## Prompt
Keep only the lines from the top of the listing through the one with "pub struct DrumKitParams", and reproduce them unaltered.

## Material provided
_ _ _ _ _
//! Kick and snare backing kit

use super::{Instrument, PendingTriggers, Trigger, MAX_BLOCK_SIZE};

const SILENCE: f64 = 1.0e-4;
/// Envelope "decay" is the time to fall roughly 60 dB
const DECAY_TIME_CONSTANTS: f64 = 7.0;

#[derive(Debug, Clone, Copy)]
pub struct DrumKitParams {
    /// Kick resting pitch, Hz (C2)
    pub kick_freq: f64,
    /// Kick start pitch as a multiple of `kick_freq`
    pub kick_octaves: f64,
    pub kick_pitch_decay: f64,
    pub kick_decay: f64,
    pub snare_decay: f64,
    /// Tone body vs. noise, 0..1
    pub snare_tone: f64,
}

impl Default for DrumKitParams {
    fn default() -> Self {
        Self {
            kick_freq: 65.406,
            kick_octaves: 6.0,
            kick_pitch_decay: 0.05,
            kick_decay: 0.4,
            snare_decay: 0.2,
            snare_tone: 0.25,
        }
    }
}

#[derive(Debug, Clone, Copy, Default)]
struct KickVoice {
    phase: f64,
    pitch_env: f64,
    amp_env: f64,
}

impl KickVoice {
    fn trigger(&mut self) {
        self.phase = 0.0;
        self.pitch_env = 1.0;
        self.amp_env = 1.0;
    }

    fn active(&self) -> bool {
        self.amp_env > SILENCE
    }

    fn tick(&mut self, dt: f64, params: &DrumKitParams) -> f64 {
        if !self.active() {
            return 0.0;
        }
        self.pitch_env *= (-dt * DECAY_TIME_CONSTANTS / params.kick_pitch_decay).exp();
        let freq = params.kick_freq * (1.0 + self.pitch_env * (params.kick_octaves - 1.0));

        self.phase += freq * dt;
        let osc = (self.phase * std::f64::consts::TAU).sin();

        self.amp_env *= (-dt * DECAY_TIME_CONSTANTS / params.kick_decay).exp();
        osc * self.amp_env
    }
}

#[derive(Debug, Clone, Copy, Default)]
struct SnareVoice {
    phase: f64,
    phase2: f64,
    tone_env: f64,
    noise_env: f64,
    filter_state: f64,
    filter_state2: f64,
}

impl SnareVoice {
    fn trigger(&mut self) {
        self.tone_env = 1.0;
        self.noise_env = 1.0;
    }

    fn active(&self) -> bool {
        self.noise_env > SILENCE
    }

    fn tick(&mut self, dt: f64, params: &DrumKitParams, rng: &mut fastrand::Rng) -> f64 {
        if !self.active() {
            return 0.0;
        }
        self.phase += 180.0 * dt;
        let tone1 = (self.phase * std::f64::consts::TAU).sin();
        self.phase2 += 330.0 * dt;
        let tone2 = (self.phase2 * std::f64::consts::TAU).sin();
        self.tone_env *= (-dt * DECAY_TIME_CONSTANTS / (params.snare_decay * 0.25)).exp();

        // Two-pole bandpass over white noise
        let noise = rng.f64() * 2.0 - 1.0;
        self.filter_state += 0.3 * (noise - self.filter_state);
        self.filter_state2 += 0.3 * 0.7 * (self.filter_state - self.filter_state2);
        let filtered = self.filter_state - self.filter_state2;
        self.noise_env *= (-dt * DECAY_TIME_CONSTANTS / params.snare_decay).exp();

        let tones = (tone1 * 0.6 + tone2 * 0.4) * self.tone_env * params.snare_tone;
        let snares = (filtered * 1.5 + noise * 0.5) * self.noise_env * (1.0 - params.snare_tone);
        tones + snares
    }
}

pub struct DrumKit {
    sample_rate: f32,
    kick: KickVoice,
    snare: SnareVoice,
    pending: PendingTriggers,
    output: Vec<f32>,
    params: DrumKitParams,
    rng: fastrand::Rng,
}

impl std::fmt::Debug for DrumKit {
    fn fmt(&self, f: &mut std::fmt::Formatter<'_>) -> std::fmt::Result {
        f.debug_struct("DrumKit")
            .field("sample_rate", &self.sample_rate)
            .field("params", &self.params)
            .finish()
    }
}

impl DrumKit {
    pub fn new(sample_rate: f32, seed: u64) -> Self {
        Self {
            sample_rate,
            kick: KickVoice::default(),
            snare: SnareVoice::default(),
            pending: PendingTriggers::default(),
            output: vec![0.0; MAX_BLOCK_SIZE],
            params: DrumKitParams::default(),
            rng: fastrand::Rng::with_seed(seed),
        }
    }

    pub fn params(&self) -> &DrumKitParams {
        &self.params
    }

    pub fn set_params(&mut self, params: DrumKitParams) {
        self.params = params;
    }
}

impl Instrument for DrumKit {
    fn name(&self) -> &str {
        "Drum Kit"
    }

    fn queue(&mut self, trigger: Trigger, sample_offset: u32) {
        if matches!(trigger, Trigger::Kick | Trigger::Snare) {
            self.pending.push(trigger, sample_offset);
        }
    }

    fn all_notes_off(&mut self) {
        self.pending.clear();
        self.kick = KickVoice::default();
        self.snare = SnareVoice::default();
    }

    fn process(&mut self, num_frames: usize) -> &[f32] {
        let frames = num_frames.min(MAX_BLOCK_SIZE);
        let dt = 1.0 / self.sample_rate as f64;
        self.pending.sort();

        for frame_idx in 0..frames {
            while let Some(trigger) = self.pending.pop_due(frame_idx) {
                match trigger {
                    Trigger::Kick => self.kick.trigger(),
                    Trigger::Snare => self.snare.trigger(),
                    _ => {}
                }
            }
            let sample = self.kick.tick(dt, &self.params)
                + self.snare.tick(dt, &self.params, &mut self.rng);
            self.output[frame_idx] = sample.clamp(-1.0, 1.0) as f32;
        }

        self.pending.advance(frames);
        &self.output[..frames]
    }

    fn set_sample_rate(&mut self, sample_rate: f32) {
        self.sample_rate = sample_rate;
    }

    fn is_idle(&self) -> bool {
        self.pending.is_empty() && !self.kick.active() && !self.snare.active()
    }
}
_ _ _ _ _
## Exercise output
//! Kick and snare backing kit

use super::{Instrument, PendingTriggers, Trigger, MAX_BLOCK_SIZE};

const SILENCE: f64 = 1.0e-4;
/// Envelope "decay" is the time to fall roughly 60 dB
const DECAY_TIME_CONSTANTS: f64 = 7.0;

#[derive(Debug, Clone, Copy)]
pub struct DrumKitParams {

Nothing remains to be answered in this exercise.